**Problem to work on**
Please retype the whole listing so that it matches the original exactly.

**Input material**
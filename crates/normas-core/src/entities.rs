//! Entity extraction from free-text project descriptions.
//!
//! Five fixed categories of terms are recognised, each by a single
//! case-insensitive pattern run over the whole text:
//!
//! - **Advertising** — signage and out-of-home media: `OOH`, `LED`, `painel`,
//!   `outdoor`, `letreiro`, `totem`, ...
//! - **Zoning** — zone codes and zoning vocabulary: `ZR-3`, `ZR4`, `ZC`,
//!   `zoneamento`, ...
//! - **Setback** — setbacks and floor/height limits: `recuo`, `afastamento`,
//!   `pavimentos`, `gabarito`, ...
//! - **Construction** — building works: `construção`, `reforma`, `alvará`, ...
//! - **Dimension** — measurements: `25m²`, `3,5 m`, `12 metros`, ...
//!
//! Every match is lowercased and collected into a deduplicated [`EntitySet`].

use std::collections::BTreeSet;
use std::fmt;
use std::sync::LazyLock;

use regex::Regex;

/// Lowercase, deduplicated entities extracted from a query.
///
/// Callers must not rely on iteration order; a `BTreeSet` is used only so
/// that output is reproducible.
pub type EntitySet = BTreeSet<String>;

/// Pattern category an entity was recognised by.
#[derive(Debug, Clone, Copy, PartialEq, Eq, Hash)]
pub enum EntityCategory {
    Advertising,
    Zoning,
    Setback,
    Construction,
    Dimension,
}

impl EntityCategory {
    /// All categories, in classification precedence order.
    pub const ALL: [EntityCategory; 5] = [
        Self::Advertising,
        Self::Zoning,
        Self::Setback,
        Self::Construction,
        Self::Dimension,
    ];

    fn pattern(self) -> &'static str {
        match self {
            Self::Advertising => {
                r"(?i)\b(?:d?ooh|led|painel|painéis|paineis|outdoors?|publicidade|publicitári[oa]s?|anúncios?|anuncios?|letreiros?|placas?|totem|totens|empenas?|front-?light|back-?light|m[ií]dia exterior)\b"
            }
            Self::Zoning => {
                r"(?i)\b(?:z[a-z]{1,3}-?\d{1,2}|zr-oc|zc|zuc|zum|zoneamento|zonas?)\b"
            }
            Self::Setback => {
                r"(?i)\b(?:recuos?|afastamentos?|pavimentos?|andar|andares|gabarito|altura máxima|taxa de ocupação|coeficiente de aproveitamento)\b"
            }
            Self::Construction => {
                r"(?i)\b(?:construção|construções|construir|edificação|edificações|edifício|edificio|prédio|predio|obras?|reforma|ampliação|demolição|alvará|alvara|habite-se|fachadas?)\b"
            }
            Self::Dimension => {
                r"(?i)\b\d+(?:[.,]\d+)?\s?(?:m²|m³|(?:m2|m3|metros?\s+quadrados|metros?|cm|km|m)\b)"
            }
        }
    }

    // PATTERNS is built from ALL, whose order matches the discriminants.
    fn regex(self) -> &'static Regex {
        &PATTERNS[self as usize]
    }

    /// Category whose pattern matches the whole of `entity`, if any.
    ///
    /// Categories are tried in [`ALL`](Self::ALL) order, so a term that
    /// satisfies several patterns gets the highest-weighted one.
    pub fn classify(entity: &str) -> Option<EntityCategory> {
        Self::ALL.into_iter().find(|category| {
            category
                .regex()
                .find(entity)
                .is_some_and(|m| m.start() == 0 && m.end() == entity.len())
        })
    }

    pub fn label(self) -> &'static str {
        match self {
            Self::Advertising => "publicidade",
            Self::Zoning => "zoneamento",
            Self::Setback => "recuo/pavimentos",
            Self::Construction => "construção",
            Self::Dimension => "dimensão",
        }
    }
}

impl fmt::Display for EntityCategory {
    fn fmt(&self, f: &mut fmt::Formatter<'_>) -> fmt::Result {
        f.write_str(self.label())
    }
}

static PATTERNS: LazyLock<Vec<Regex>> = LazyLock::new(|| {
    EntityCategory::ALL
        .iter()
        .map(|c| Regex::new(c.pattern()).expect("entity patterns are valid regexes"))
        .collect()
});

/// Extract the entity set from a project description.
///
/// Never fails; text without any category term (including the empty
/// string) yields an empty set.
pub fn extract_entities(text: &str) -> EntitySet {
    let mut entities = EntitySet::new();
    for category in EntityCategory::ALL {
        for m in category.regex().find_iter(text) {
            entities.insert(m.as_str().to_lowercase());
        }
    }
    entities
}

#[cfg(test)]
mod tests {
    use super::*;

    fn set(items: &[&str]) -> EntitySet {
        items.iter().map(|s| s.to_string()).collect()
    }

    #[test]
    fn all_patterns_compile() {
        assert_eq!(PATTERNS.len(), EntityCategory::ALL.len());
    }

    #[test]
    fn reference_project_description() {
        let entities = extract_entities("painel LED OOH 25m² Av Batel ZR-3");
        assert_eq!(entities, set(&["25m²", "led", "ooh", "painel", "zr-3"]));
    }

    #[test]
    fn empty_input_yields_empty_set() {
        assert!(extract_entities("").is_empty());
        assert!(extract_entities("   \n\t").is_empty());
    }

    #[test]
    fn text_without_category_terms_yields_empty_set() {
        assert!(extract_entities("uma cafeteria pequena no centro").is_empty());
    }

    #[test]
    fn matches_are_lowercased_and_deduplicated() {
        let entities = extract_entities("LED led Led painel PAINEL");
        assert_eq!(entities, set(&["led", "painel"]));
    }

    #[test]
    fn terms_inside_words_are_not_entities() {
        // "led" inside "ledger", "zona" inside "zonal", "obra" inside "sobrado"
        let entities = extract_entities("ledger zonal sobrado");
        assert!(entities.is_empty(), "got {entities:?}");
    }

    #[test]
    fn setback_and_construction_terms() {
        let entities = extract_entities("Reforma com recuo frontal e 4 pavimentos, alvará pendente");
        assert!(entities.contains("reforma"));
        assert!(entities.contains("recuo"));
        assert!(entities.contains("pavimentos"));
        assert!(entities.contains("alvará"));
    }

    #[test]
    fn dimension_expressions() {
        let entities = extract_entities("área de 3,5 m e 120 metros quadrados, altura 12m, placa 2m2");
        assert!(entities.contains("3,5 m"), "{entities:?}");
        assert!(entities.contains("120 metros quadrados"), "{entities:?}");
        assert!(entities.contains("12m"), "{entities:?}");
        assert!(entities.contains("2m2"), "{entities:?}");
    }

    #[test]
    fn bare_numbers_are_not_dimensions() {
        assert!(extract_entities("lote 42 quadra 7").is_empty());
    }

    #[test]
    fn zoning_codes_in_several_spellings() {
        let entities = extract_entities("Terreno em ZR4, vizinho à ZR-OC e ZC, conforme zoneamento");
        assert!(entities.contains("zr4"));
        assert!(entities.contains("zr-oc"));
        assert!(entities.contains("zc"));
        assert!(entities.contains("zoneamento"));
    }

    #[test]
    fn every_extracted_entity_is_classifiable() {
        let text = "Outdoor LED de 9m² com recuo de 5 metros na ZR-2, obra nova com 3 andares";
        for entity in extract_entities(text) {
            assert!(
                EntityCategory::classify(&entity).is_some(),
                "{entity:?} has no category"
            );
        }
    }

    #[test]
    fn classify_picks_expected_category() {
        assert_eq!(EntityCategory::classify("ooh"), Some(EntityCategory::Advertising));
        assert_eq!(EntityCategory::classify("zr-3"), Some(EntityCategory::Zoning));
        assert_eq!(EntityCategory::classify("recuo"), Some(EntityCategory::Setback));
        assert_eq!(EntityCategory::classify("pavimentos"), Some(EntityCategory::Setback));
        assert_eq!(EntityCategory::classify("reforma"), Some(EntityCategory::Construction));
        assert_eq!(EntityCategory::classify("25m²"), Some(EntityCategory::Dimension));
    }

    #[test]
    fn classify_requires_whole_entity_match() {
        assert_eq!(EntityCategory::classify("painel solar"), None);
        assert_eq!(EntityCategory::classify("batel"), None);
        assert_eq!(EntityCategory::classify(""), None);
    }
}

**The completed task**
filename crates/normas-core/src/entities.rs
//! Entity extraction from free-text project descriptions.
//!
//! Five fixed categories of terms are recognised, each by a single
//! case-insensitive pattern run over the whole text:
//!
//! - **Advertising** — signage and out-of-home media: `OOH`, `LED`, `painel`,
//!   `outdoor`, `letreiro`, `totem`, ...
//! - **Zoning** — zone codes and zoning vocabulary: `ZR-3`, `ZR4`, `ZC`,
//!   `zoneamento`, ...
//! - **Setback** — setbacks and floor/height limits: `recuo`, `afastamento`,
//!   `pavimentos`, `gabarito`, ...
//! - **Construction** — building works: `construção`, `reforma`, `alvará`, ...
//! - **Dimension** — measurements: `25m²`, `3,5 m`, `12 metros`, ...
//!
//! Every match is lowercased and collected into a deduplicated [`EntitySet`].

use std::collections::BTreeSet;
use std::fmt;
use std::sync::LazyLock;

use regex::Regex;

/// Lowercase, deduplicated entities extracted from a query.
///
/// Callers must not rely on iteration order; a `BTreeSet` is used only so
/// that output is reproducible.
pub type EntitySet = BTreeSet<String>;

/// Pattern category an entity was recognised by.
#[derive(Debug, Clone, Copy, PartialEq, Eq, Hash)]
pub enum EntityCategory {
    Advertising,
    Zoning,
    Setback,
    Construction,
    Dimension,
}

impl EntityCategory {
    /// All categories, in classification precedence order.
    pub const ALL: [EntityCategory; 5] = [
        Self::Advertising,
        Self::Zoning,
        Self::Setback,
        Self::Construction,
        Self::Dimension,
    ];

    fn pattern(self) -> &'static str {
        match self {
            Self::Advertising => {
                r"(?i)\b(?:d?ooh|led|painel|painéis|paineis|outdoors?|publicidade|publicitári[oa]s?|anúncios?|anuncios?|letreiros?|placas?|totem|totens|empenas?|front-?light|back-?light|m[ií]dia exterior)\b"
            }
            Self::Zoning => {
                r"(?i)\b(?:z[a-z]{1,3}-?\d{1,2}|zr-oc|zc|zuc|zum|zoneamento|zonas?)\b"
            }
            Self::Setback => {
                r"(?i)\b(?:recuos?|afastamentos?|pavimentos?|andar|andares|gabarito|altura máxima|taxa de ocupação|coeficiente de aproveitamento)\b"
            }
            Self::Construction => {
                r"(?i)\b(?:construção|construções|construir|edificação|edificações|edifício|edificio|prédio|predio|obras?|reforma|ampliação|demolição|alvará|alvara|habite-se|fachadas?)\b"
            }
            Self::Dimension => {
                r"(?i)\b\d+(?:[.,]\d+)?\s?(?:m²|m³|(?:m2|m3|metros?\s+quadrados|metros?|cm|km|m)\b)"
            }
        }
    }

    // PATTERNS is built from ALL, whose order matches the discriminants.
    fn regex(self) -> &'static Regex {
        &PATTERNS[self as usize]
    }

    /// Category whose pattern matches the whole of `entity`, if any.
    ///
    /// Categories are tried in [`ALL`](Self::ALL) order, so a term that
    /// satisfies several patterns gets the highest-weighted one.
    pub fn classify(entity: &str) -> Option<EntityCategory> {
        Self::ALL.into_iter().find(|category| {
            category
                .regex()
                .find(entity)
                .is_some_and(|m| m.start() == 0 && m.end() == entity.len())
        })
    }

    pub fn label(self) -> &'static str {
        match self {
            Self::Advertising => "publicidade",
            Self::Zoning => "zoneamento",
            Self::Setback => "recuo/pavimentos",
            Self::Construction => "construção",
            Self::Dimension => "dimensão",
        }
    }
}

impl fmt::Display for EntityCategory {
    fn fmt(&self, f: &mut fmt::Formatter<'_>) -> fmt::Result {
        f.write_str(self.label())
    }
}

static PATTERNS: LazyLock<Vec<Regex>> = LazyLock::new(|| {
    EntityCategory::ALL
        .iter()
        .map(|c| Regex::new(c.pattern()).expect("entity patterns are valid regexes"))
        .collect()
});

/// Extract the entity set from a project description.
///
/// Never fails; text without any category term (including the empty
/// string) yields an empty set.
pub fn extract_entities(text: &str) -> EntitySet {
    let mut entities = EntitySet::new();
    for category in EntityCategory::ALL {
        for m in category.regex().find_iter(text) {
            entities.insert(m.as_str().to_lowercase());
        }
    }
    entities
}

#[cfg(test)]
mod tests {
    use super::*;

    fn set(items: &[&str]) -> EntitySet {
        items.iter().map(|s| s.to_string()).collect()
    }

    #[test]
    fn all_patterns_compile() {
        assert_eq!(PATTERNS.len(), EntityCategory::ALL.len());
    }

    #[test]
    fn reference_project_description() {
        let entities = extract_entities("painel LED OOH 25m² Av Batel ZR-3");
        assert_eq!(entities, set(&["25m²", "led", "ooh", "painel", "zr-3"]));
    }

    #[test]
    fn empty_input_yields_empty_set() {
        assert!(extract_entities("").is_empty());
        assert!(extract_entities("   \n\t").is_empty());
    }

    #[test]
    fn text_without_category_terms_yields_empty_set() {
        assert!(extract_entities("uma cafeteria pequena no centro").is_empty());
    }

    #[test]
    fn matches_are_lowercased_and_deduplicated() {
        let entities = extract_entities("LED led Led painel PAINEL");
        assert_eq!(entities, set(&["led", "painel"]));
    }

    #[test]
    fn terms_inside_words_are_not_entities() {
        // "led" inside "ledger", "zona" inside "zonal", "obra" inside "sobrado"
        let entities = extract_entities("ledger zonal sobrado");
        assert!(entities.is_empty(), "got {entities:?}");
    }

    #[test]
    fn setback_and_construction_terms() {
        let entities = extract_entities("Reforma com recuo frontal e 4 pavimentos, alvará pendente");
        assert!(entities.contains("reforma"));
        assert!(entities.contains("recuo"));
        assert!(entities.contains("pavimentos"));
        assert!(entities.contains("alvará"));
    }

    #[test]
    fn dimension_expressions() {
        let entities = extract_entities("área de 3,5 m e 120 metros quadrados, altura 12m, placa 2m2");
        assert!(entities.contains("3,5 m"), "{entities:?}");
        assert!(entities.contains("120 metros quadrados"), "{entities:?}");
        assert!(entities.contains("12m"), "{entities:?}");
        assert!(entities.contains("2m2"), "{entities:?}");
    }

    #[test]
    fn bare_numbers_are_not_dimensions() {
        assert!(extract_entities("lote 42 quadra 7").is_empty());
    }

    #[test]
    fn zoning_codes_in_several_spellings() {
        let entities = extract_entities("Terreno em ZR4, vizinho à ZR-OC e ZC, conforme zoneamento");
        assert!(entities.contains("zr4"));
        assert!(entities.contains("zr-oc"));
        assert!(entities.contains("zc"));
        assert!(entities.contains("zoneamento"));
    }

    #[test]
    fn every_extracted_entity_is_classifiable() {
        let text = "Outdoor LED de 9m² com recuo de 5 metros na ZR-2, obra nova com 3 andares";
        for entity in extract_entities(text) {
            assert!(
                EntityCategory::classify(&entity).is_some(),
                "{entity:?} has no category"
            );
        }
    }

    #[test]
    fn classify_picks_expected_category() {
        assert_eq!(EntityCategory::classify("ooh"), Some(EntityCategory::Advertising));
        assert_eq!(EntityCategory::classify("zr-3"), Some(EntityCategory::Zoning));
        assert_eq!(EntityCategory::classify("recuo"), Some(EntityCategory::Setback));
        assert_eq!(EntityCategory::classify("pavimentos"), Some(EntityCategory::Setback));
        assert_eq!(EntityCategory::classify("reforma"), Some(EntityCategory::Construction));
        assert_eq!(EntityCategory::classify("25m²"), Some(EntityCategory::Dimension));
    }

    #[test]
    fn classify_requires_whole_entity_match() {
        assert_eq!(EntityCategory::classify("painel solar"), None);
        assert_eq!(EntityCategory::classify("batel"), None);
        assert_eq!(EntityCategory::classify(""), None);
    }
}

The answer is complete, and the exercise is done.